▶ **Data**:
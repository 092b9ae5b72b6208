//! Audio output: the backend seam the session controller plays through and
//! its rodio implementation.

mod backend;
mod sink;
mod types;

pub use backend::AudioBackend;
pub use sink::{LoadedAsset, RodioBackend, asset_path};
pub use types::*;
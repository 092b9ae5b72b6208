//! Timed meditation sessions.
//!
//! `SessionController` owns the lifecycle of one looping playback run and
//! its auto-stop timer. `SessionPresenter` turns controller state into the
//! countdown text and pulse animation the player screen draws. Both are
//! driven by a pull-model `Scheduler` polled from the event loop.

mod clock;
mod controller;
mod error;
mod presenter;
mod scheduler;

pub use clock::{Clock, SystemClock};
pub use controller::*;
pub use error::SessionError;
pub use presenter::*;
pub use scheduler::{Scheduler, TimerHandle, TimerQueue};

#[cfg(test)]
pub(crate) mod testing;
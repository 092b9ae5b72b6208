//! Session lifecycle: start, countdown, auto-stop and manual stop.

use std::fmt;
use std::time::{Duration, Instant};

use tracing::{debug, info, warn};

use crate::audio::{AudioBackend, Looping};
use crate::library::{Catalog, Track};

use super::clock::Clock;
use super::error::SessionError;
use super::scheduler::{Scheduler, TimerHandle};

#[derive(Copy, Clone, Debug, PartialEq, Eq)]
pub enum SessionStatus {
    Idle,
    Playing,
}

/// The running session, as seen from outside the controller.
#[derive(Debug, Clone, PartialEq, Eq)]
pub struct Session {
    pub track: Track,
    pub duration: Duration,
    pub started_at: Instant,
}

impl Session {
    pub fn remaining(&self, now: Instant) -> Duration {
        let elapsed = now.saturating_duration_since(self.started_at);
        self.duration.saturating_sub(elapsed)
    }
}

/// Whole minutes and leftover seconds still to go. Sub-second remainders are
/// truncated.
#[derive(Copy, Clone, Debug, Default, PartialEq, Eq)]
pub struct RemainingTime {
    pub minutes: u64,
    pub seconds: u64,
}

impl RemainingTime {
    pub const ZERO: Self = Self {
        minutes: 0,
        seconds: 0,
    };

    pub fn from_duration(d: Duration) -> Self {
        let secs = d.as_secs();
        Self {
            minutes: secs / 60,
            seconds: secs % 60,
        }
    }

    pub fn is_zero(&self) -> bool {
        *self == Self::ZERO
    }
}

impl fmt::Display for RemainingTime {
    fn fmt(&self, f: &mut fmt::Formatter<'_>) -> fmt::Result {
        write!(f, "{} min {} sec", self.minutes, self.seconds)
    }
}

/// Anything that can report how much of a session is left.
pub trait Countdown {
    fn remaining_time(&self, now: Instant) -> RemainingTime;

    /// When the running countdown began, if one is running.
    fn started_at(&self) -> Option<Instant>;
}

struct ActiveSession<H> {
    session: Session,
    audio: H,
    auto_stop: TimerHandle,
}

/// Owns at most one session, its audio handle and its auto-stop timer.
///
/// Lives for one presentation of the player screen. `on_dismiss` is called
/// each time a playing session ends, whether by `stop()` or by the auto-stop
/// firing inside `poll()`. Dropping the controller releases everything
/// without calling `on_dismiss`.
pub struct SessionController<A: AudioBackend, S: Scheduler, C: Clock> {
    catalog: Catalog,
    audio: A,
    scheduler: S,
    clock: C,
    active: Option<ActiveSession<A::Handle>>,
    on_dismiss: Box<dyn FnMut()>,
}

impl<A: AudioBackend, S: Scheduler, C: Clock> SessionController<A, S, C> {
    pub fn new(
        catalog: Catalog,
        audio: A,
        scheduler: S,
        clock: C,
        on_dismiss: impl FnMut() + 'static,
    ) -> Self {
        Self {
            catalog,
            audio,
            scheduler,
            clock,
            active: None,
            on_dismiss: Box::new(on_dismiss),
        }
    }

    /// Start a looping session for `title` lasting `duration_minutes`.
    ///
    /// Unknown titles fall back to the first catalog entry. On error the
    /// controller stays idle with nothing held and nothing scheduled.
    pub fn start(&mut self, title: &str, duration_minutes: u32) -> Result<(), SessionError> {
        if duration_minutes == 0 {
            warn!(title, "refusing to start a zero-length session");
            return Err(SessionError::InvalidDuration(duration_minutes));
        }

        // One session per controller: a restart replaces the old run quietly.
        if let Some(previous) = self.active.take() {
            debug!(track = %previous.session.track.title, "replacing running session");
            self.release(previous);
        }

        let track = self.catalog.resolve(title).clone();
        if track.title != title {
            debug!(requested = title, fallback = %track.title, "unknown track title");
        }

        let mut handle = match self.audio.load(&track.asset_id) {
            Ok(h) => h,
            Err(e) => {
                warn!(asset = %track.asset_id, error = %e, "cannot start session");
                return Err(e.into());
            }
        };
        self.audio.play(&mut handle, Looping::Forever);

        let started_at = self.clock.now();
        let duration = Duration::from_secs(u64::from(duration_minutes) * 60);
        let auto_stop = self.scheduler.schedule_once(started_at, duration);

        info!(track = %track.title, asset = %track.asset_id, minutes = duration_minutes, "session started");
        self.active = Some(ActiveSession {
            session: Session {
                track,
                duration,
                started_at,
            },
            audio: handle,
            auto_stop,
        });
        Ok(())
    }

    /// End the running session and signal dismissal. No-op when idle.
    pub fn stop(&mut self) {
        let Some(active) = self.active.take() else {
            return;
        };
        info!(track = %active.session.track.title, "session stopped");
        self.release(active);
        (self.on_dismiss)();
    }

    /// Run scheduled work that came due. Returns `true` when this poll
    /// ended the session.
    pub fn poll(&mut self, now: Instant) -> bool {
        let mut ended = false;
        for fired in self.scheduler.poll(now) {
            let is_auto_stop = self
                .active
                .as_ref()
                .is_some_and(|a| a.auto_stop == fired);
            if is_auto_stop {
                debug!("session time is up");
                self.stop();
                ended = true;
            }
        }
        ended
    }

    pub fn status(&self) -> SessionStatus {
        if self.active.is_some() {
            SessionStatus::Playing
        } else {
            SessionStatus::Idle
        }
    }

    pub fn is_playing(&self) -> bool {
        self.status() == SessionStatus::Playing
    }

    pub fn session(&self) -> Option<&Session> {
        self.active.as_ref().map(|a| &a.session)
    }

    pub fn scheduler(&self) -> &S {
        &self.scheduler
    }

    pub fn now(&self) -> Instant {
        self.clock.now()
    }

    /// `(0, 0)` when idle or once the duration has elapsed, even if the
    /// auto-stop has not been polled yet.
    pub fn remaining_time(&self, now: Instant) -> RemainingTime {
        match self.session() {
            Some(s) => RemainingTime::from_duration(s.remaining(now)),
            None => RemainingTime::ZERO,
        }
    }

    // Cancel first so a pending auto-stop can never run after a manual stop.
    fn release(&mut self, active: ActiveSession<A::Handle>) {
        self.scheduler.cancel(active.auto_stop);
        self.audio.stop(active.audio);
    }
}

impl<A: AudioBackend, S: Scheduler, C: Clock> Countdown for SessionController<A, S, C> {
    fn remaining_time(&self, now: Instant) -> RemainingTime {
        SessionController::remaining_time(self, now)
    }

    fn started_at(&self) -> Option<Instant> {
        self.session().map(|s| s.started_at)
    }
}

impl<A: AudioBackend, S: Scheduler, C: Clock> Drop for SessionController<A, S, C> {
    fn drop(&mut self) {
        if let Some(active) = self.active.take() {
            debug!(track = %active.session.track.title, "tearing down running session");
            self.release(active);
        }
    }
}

▶ **What needs to be done**:
Nothing in the records should be left out; write all of them out again exactly.

▶ **Response area**:
repository 092b9ae5b72b6208
//! Audio output: the backend seam the session controller plays through and
//! its rodio implementation.

mod backend;
mod sink;
mod types;

pub use backend::AudioBackend;
pub use sink::{LoadedAsset, RodioBackend, asset_path};
pub use types::*;
repository 092b9ae5b72b6208
//! Timed meditation sessions.
//!
//! `SessionController` owns the lifecycle of one looping playback run and
//! its auto-stop timer. `SessionPresenter` turns controller state into the
//! countdown text and pulse animation the player screen draws. Both are
//! driven by a pull-model `Scheduler` polled from the event loop.

mod clock;
mod controller;
mod error;
mod presenter;
mod scheduler;

pub use clock::{Clock, SystemClock};
pub use controller::*;
pub use error::SessionError;
pub use presenter::*;
pub use scheduler::{Scheduler, TimerHandle, TimerQueue};

#[cfg(test)]
pub(crate) mod testing;
repository 092b9ae5b72b6208
//! Session lifecycle: start, countdown, auto-stop and manual stop.

use std::fmt;
use std::time::{Duration, Instant};

use tracing::{debug, info, warn};

use crate::audio::{AudioBackend, Looping};
use crate::library::{Catalog, Track};

use super::clock::Clock;
use super::error::SessionError;
use super::scheduler::{Scheduler, TimerHandle};

#[derive(Copy, Clone, Debug, PartialEq, Eq)]
pub enum SessionStatus {
    Idle,
    Playing,
}

/// The running session, as seen from outside the controller.
#[derive(Debug, Clone, PartialEq, Eq)]
pub struct Session {
    pub track: Track,
    pub duration: Duration,
    pub started_at: Instant,
}

impl Session {
    pub fn remaining(&self, now: Instant) -> Duration {
        let elapsed = now.saturating_duration_since(self.started_at);
        self.duration.saturating_sub(elapsed)
    }
}

/// Whole minutes and leftover seconds still to go. Sub-second remainders are
/// truncated.
#[derive(Copy, Clone, Debug, Default, PartialEq, Eq)]
pub struct RemainingTime {
    pub minutes: u64,
    pub seconds: u64,
}

impl RemainingTime {
    pub const ZERO: Self = Self {
        minutes: 0,
        seconds: 0,
    };

    pub fn from_duration(d: Duration) -> Self {
        let secs = d.as_secs();
        Self {
            minutes: secs / 60,
            seconds: secs % 60,
        }
    }

    pub fn is_zero(&self) -> bool {
        *self == Self::ZERO
    }
}

impl fmt::Display for RemainingTime {
    fn fmt(&self, f: &mut fmt::Formatter<'_>) -> fmt::Result {
        write!(f, "{} min {} sec", self.minutes, self.seconds)
    }
}

/// Anything that can report how much of a session is left.
pub trait Countdown {
    fn remaining_time(&self, now: Instant) -> RemainingTime;

    /// When the running countdown began, if one is running.
    fn started_at(&self) -> Option<Instant>;
}

struct ActiveSession<H> {
    session: Session,
    audio: H,
    auto_stop: TimerHandle,
}

/// Owns at most one session, its audio handle and its auto-stop timer.
///
/// Lives for one presentation of the player screen. `on_dismiss` is called
/// each time a playing session ends, whether by `stop()` or by the auto-stop
/// firing inside `poll()`. Dropping the controller releases everything
/// without calling `on_dismiss`.
pub struct SessionController<A: AudioBackend, S: Scheduler, C: Clock> {
    catalog: Catalog,
    audio: A,
    scheduler: S,
    clock: C,
    active: Option<ActiveSession<A::Handle>>,
    on_dismiss: Box<dyn FnMut()>,
}

impl<A: AudioBackend, S: Scheduler, C: Clock> SessionController<A, S, C> {
    pub fn new(
        catalog: Catalog,
        audio: A,
        scheduler: S,
        clock: C,
        on_dismiss: impl FnMut() + 'static,
    ) -> Self {
        Self {
            catalog,
            audio,
            scheduler,
            clock,
            active: None,
            on_dismiss: Box::new(on_dismiss),
        }
    }

    /// Start a looping session for `title` lasting `duration_minutes`.
    ///
    /// Unknown titles fall back to the first catalog entry. On error the
    /// controller stays idle with nothing held and nothing scheduled.
    pub fn start(&mut self, title: &str, duration_minutes: u32) -> Result<(), SessionError> {
        if duration_minutes == 0 {
            warn!(title, "refusing to start a zero-length session");
            return Err(SessionError::InvalidDuration(duration_minutes));
        }

        // One session per controller: a restart replaces the old run quietly.
        if let Some(previous) = self.active.take() {
            debug!(track = %previous.session.track.title, "replacing running session");
            self.release(previous);
        }

        let track = self.catalog.resolve(title).clone();
        if track.title != title {
            debug!(requested = title, fallback = %track.title, "unknown track title");
        }

        let mut handle = match self.audio.load(&track.asset_id) {
            Ok(h) => h,
            Err(e) => {
                warn!(asset = %track.asset_id, error = %e, "cannot start session");
                return Err(e.into());
            }
        };
        self.audio.play(&mut handle, Looping::Forever);

        let started_at = self.clock.now();
        let duration = Duration::from_secs(u64::from(duration_minutes) * 60);
        let auto_stop = self.scheduler.schedule_once(started_at, duration);

        info!(track = %track.title, asset = %track.asset_id, minutes = duration_minutes, "session started");
        self.active = Some(ActiveSession {
            session: Session {
                track,
                duration,
                started_at,
            },
            audio: handle,
            auto_stop,
        });
        Ok(())
    }

    /// End the running session and signal dismissal. No-op when idle.
    pub fn stop(&mut self) {
        let Some(active) = self.active.take() else {
            return;
        };
        info!(track = %active.session.track.title, "session stopped");
        self.release(active);
        (self.on_dismiss)();
    }

    /// Run scheduled work that came due. Returns `true` when this poll
    /// ended the session.
    pub fn poll(&mut self, now: Instant) -> bool {
        let mut ended = false;
        for fired in self.scheduler.poll(now) {
            let is_auto_stop = self
                .active
                .as_ref()
                .is_some_and(|a| a.auto_stop == fired);
            if is_auto_stop {
                debug!("session time is up");
                self.stop();
                ended = true;
            }
        }
        ended
    }

    pub fn status(&self) -> SessionStatus {
        if self.active.is_some() {
            SessionStatus::Playing
        } else {
            SessionStatus::Idle
        }
    }

    pub fn is_playing(&self) -> bool {
        self.status() == SessionStatus::Playing
    }

    pub fn session(&self) -> Option<&Session> {
        self.active.as_ref().map(|a| &a.session)
    }

    pub fn scheduler(&self) -> &S {
        &self.scheduler
    }

    pub fn now(&self) -> Instant {
        self.clock.now()
    }

    /// `(0, 0)` when idle or once the duration has elapsed, even if the
    /// auto-stop has not been polled yet.
    pub fn remaining_time(&self, now: Instant) -> RemainingTime {
        match self.session() {
            Some(s) => RemainingTime::from_duration(s.remaining(now)),
            None => RemainingTime::ZERO,
        }
    }

    // Cancel first so a pending auto-stop can never run after a manual stop.
    fn release(&mut self, active: ActiveSession<A::Handle>) {
        self.scheduler.cancel(active.auto_stop);
        self.audio.stop(active.audio);
    }
}

impl<A: AudioBackend, S: Scheduler, C: Clock> Countdown for SessionController<A, S, C> {
    fn remaining_time(&self, now: Instant) -> RemainingTime {
        SessionController::remaining_time(self, now)
    }

    fn started_at(&self) -> Option<Instant> {
        self.session().map(|s| s.started_at)
    }
}

impl<A: AudioBackend, S: Scheduler, C: Clock> Drop for SessionController<A, S, C> {
    fn drop(&mut self) {
        if let Some(active) = self.active.take() {
            debug!(track = %active.session.track.title, "tearing down running session");
            self.release(active);
        }
    }
}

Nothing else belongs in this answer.